- [What is required]: Please give again, word for word, the lines that lie between the start of the listing below and the line with "index: 1, ..", both included.

- [Supplied material]:
===
#[test]
fn test_marshal_error_has_index() {
    let ctx = ctx();
    let cif = Arc::new(ctx.build_cif("int32", ["int32", "int8"], None).unwrap());
    let err = CallFrame::marshal(Arc::clone(&cif), &[Value::from(1), Value::from(300)])
        .err()
        .unwrap();
    assert!(matches!(err, FfiError::Marshal { index: 1, .. }));

    let err = CallFrame::marshal(Arc::clone(&cif), &[Value::from("x"), Value::from(1)])
        .err()
        .unwrap();
    assert!(matches!(err, FfiError::Marshal { index: 0, .. }));

    let err = CallFrame::marshal(cif, &[Value::from(1)]).err().unwrap();
    assert!(matches!(err, FfiError::ArgumentCount { expected: 2, got: 1 }));
}

#[test]
fn test_null_address_rejected() {
    let ctx = ctx();
    let cif = Arc::new(ctx.build_cif("void", Vec::<&str>::new(), None).unwrap());
    assert!(matches!(
        ForeignFunction::new("nothing", 0, cif),
        Err(FfiError::Dispatch(_))
    ));
}

#[test]
fn test_buffer_held_during_async_call() {
    let ctx = ctx();
    let f = bind(&ctx, "c_len", c_len as usize, "size_t", &["pointer"]);
    let buf = NativeBuffer::with_str("held");
    let completion = f.call_async(&[Value::from(buf.clone())], ctx.worker_pool());
    assert_eq!(completion.wait().unwrap(), Value::UInt(4));
    // the frame released its reference when the call finished
    assert_eq!(buf.ref_count(), 1);
}

#[test]
fn test_async_marshal_error_via_completion() {
    let ctx = ctx();
    let f = AsyncFunction::new(
        bind(&ctx, "add_i32", add_i32 as usize, "int32", &["int32", "int32"]),
        Arc::clone(ctx.worker_pool()),
    );
    let completion = f.call(&[Value::from("x"), Value::from(1)]);
    assert!(matches!(completion.wait(), Err(FfiError::Marshal { index: 0, .. })));
}

#[test]
fn test_async_calls_complete_once() {
    let ctx = ctx();
    let f = AsyncFunction::new(
        bind(&ctx, "add_i32", add_i32 as usize, "int32", &["int32", "int32"]),
        Arc::clone(ctx.worker_pool()),
    );
    let completions: Vec<Completion> = (0..32).map(|i| f.call(&[Value::from(i), Value::from(1)])).collect();
    for (i, c) in completions.into_iter().enumerate() {
        assert_eq!(c.wait().unwrap(), Value::Int(i as i64 + 1));
    }
}
//! Variadic Dispatch Cache
//!
//! A variadic function needs a call interface per combination of supplied
//! argument types. Interfaces are built on first use and reused afterwards.

use std::collections::{HashMap, VecDeque};
use std::sync::atomic::{AtomicU64, Ordering};
use std::sync::Arc;

use parking_lot::Mutex;
use tracing::debug;

use super::cif::{Abi, CallDescriptor};
use super::dispatch::ForeignFunction;
use super::error::FfiResult;
use super::registry::{TypeId, TypeRegistry};
use super::types::{TypeDescriptor, TypeSpec};
use super::value::Value;

/// Default number of cached interfaces
pub const DEFAULT_CAPACITY: usize = 1024;

/// Cache key: every type identity of a specialization plus its ABI
#[derive(Debug, Clone, PartialEq, Eq, Hash)]
pub struct VariadicKey {
    pub return_type: TypeId,
    pub fixed: Vec<TypeId>,
    pub varargs: Vec<TypeId>,
    pub abi: Abi,
}

#[derive(Default)]
struct CacheInner {
    entries: HashMap<VariadicKey, Arc<CallDescriptor>>,
    /// Insertion order, oldest first
    order: VecDeque<VariadicKey>,
}

/// Shared cache of prepared variadic interfaces
///
/// Bounded with FIFO eviction; a capacity of 0 means unbounded. An evicted
/// interface stays alive as long as a specialized function holds it.
pub struct VariadicCache {
    inner: Mutex<CacheInner>,
    capacity: usize,
    builds: AtomicU64,
}

impl VariadicCache {
    pub fn new(capacity: usize) -> Self {
        Self {
            inner: Mutex::new(CacheInner::default()),
            capacity,
            builds: AtomicU64::new(0),
        }
    }

    /// Return the cached interface for `key`, building it with `build` on a miss
    pub fn get_or_build<F>(&self, key: VariadicKey, build: F) -> FfiResult<Arc<CallDescriptor>>
    where
        F: FnOnce() -> FfiResult<CallDescriptor>,
    {
        let mut inner = self.inner.lock();
        if let Some(cif) = inner.entries.get(&key) {
            return Ok(Arc::clone(cif));
        }

        let cif = Arc::new(build()?);
        self.builds.fetch_add(1, Ordering::Relaxed);
        debug!(signature = %cif, cached = inner.entries.len() + 1, "variadic cache miss");

        if self.capacity > 0 {
            while inner.entries.len() >= self.capacity {
                match inner.order.pop_front() {
                    Some(oldest) => {
                        inner.entries.remove(&oldest);
                    }
                    None => break,
                }
            }
        }
        inner.order.push_back(key.clone());
        inner.entries.insert(key, Arc::clone(&cif));
        Ok(cif)
    }

    /// Interfaces built so far (misses)
    pub fn builds(&self) -> u64 {
        self.builds.load(Ordering::Relaxed)
    }

    pub fn len(&self) -> usize {
        self.inner.lock().entries.len()
    }

    pub fn is_empty(&self) -> bool {
        self.len() == 0
    }

    pub fn capacity(&self) -> usize {
        self.capacity
    }

    pub fn clear(&self) {
        let mut inner = self.inner.lock();
        inner.entries.clear();
        inner.order.clear();
    }
}

impl Default for VariadicCache {
    fn default() -> Self {
        Self::new(DEFAULT_CAPACITY)
    }
}

/// A variadic native function, specialized per call
#[derive(Clone)]
pub struct VariadicFunction {
    name: String,
    code: usize,
    return_type: TypeDescriptor,
    fixed: Vec<TypeDescriptor>,
    abi: Abi,
    registry: Arc<TypeRegistry>,
    cache: Arc<VariadicCache>,
}

impl VariadicFunction {
    pub fn new(
        name: impl Into<String>,
        code: usize,
        return_type: TypeDescriptor,
        fixed: Vec<TypeDescriptor>,
        abi: Abi,
        registry: Arc<TypeRegistry>,
        cache: Arc<VariadicCache>,
    ) -> Self {
        Self {
            name: name.into(),
            code,
            return_type,
            fixed,
            abi,
            registry,
            cache,
        }
    }

    pub fn name(&self) -> &str {
        &self.name
    }

    pub fn address(&self) -> usize {
        self.code
    }

    /// Named parameter types
    pub fn fixed_types(&self) -> &[TypeDescriptor] {
        &self.fixed
    }

    /// Bind the function to one set of variadic argument types
    pub fn specialize<I, S>(&self, varargs: I) -> FfiResult<ForeignFunction>
    where
        I: IntoIterator<Item = S>,
        S: Into<TypeSpec>,
    {
        let varargs = self.registry.coerce_all(varargs)?;
        let key = VariadicKey {
            return_type: self.registry.identity(&self.return_type),
            fixed: self.fixed.iter().map(|t| self.registry.identity(t)).collect(),
            varargs: varargs.iter().map(|t| self.registry.identity(t)).collect(),
            abi: self.abi,
        };

        let cif = self.cache.get_or_build(key, || {
            let mut all = self.fixed.clone();
            all.extend(varargs.iter().cloned());
            CallDescriptor::variadic(self.return_type.clone(), all, self.fixed.len(), self.abi)
        })?;
        ForeignFunction::new(self.name.clone(), self.code, cif)
    }

    /// Specialize for `varargs` and call with `args` (fixed then variadic)
    pub fn call<I, S>(&self, varargs: I, args: &[Value]) -> FfiResult<Value>
    where
        I: IntoIterator<Item = S>,
        S: Into<TypeSpec>,
    {
        self.specialize(varargs)?.call(args)
    }
}
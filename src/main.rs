use anyhow::{Context, Result};
use clap::{Args, Parser, Subcommand};
use std::path::PathBuf;
use std::sync::Arc;
use std::time::Duration;
use tracing::{debug, warn};
use tracing_subscriber::{layer::SubscriberExt, util::SubscriberInitExt};

use gcr_login::config::{self, SessionConfig};
use gcr_login::registry::StdoutSink;
use gcr_login::{LocalEnvironment, SessionManager, WrappedOutcome};

/// Deadline the CLI puts on the metadata request when none is configured
const DEFAULT_METADATA_TIMEOUT_SECS: u64 = 10;

#[derive(Parser, Debug)]
#[command(author, version, about, long_about = None)]
pub struct Cli {
    #[command(flatten)]
    session: SessionArgs,

    #[command(subcommand)]
    command: Commands,
}

#[derive(Args, Debug, Default)]
struct SessionArgs {
    /// Config file (defaults to ~/.config/gcr-login/config.toml if it exists)
    #[arg(long, global = true, env = "GCR_LOGIN_CONFIG")]
    config: Option<PathBuf>,
    /// Registry to log in to (e.g. https://gcr.io, https://eu.gcr.io)
    #[arg(long, global = true, env = "GCR_LOGIN_REGISTRY_URL")]
    registry_url: Option<String>,
    /// Metadata server token endpoint
    #[arg(long, global = true, env = "GCR_LOGIN_METADATA_ENDPOINT")]
    metadata_endpoint: Option<String>,
    /// Credential file to clean up on logout (defaults to $HOME/.dockercfg)
    #[arg(long, global = true, env = "GCR_LOGIN_CREDENTIAL_FILE")]
    credential_file: Option<PathBuf>,
    /// Container CLI to use (docker or podman)
    #[arg(long, global = true, env = "GCR_LOGIN_CONTAINER_CLI")]
    container_cli: Option<String>,
    /// Metadata request timeout in seconds (default 10)
    #[arg(long, global = true, env = "GCR_LOGIN_METADATA_TIMEOUT")]
    metadata_timeout: Option<u64>,
}

#[derive(Subcommand, Debug)]
enum Commands {
    /// Log in to the registry with a token from the metadata server
    Login,
    /// Remove the registry's entry from the credential store
    Logout,
    /// Log in, run a command, then log out again
    Run {
        /// Command to run while logged in
        #[arg(trailing_var_arg = true, allow_hyphen_values = true, required = true)]
        command: Vec<String>,
    },
}

/// Build the session config: defaults, then config file, then flags/env vars
fn resolve_config(args: &SessionArgs) -> Result<SessionConfig> {
    let mut session_config = SessionConfig::default();

    let config_path = match &args.config {
        Some(path) => Some(path.clone()),
        None => default_config_path().filter(|path| path.exists()),
    };
    if let Some(path) = config_path {
        let file = config::load_config_file(&path)?;
        session_config.apply_file(&file);
    }

    if let Some(url) = &args.registry_url {
        session_config.registry_url = url.clone();
    }
    if let Some(endpoint) = &args.metadata_endpoint {
        session_config.metadata_endpoint = endpoint.clone();
    }
    if let Some(path) = &args.credential_file {
        session_config.credential_file = Some(path.clone());
    }
    if let Some(cli) = &args.container_cli {
        session_config.container_cli = cli.clone();
    }
    if let Some(secs) = args.metadata_timeout {
        session_config.timeout = Some(Duration::from_secs(secs));
    }
    if session_config.timeout.is_none() {
        session_config.timeout = Some(Duration::from_secs(DEFAULT_METADATA_TIMEOUT_SECS));
    }

    session_config
        .validate()
        .context("Invalid gcr-login configuration")?;
    debug!("Resolved session config: {:?}", session_config);

    Ok(session_config)
}

fn default_config_path() -> Option<PathBuf> {
    dirs::home_dir().map(|home| home.join(".config").join("gcr-login").join("config.toml"))
}

async fn run_command(session: &mut SessionManager, command: &[String]) -> i32 {
    let Some((program, args)) = command.split_first() else {
        return 1;
    };

    let outcome = session
        .run_wrapped(|| async move {
            tokio::process::Command::new(program)
                .args(args)
                .status()
                .await
        })
        .await;

    match outcome {
        WrappedOutcome::LoginFailed => {
            eprintln!("Login failed, not running '{}'", program);
            1
        }
        WrappedOutcome::Completed { result, logged_out } => {
            if !logged_out {
                warn!("Logout after '{}' failed", program);
            }
            match result {
                Ok(status) => status.code().unwrap_or(1),
                Err(e) => {
                    eprintln!("Failed to execute '{}': {}", program, e);
                    1
                }
            }
        }
    }
}

#[tokio::main]
async fn main() -> Result<()> {
    // Initialize tracing for all commands
    tracing_subscriber::registry()
        .with(tracing_subscriber::EnvFilter::new(
            std::env::var("RUST_LOG").unwrap_or_else(|_| "info".into()),
        ))
        .with(tracing_subscriber::fmt::layer().with_writer(std::io::stderr))
        .init();

    let cli = Cli::parse();

    let session_config = resolve_config(&cli.session)?;
    let mut session = SessionManager::new(
        session_config,
        Arc::new(LocalEnvironment),
        Arc::new(StdoutSink),
    )
    .context("Failed to set up registry session")?;

    let code = match &cli.command {
        Commands::Login => i32::from(!session.login().await),
        Commands::Logout => i32::from(!session.logout().await),
        Commands::Run { command } => run_command(&mut session, command).await,
    };

    std::process::exit(code);
}
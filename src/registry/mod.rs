// Registry session module - gcr.io login/logout for a build host
//
// A session fetches a short-lived token from the instance metadata server,
// hands it to the container CLI's `login`, and afterwards removes the
// registry entry from the host's JSON credential store.

pub mod credentials;
mod environment;
mod error;
mod sink;
mod login;
mod metadata;
mod session;

pub use credentials::CredentialMap;
pub use environment::{HostEnvironment, LocalEnvironment, StaticEnvironment};
pub use error::SessionError;
pub use sink::{LogSink, StdoutSink};
#[cfg(test)]
pub(crate) use sink::MemorySink;
pub use login::RegistryLoginExecutor;
pub use metadata::{AccessToken, MetadataTokenSource, METADATA_FLAVOR_HEADER, METADATA_FLAVOR_VALUE};
pub use session::{SessionManager, SessionState, WrappedOutcome};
===
- [Exercise output]:
#[test]
fn test_marshal_error_has_index() {
    let ctx = ctx();
    let cif = Arc::new(ctx.build_cif("int32", ["int32", "int8"], None).unwrap());
    let err = CallFrame::marshal(Arc::clone(&cif), &[Value::from(1), Value::from(300)])
        .err()
        .unwrap();
    assert!(matches!(err, FfiError::Marshal { index: 1, .. }));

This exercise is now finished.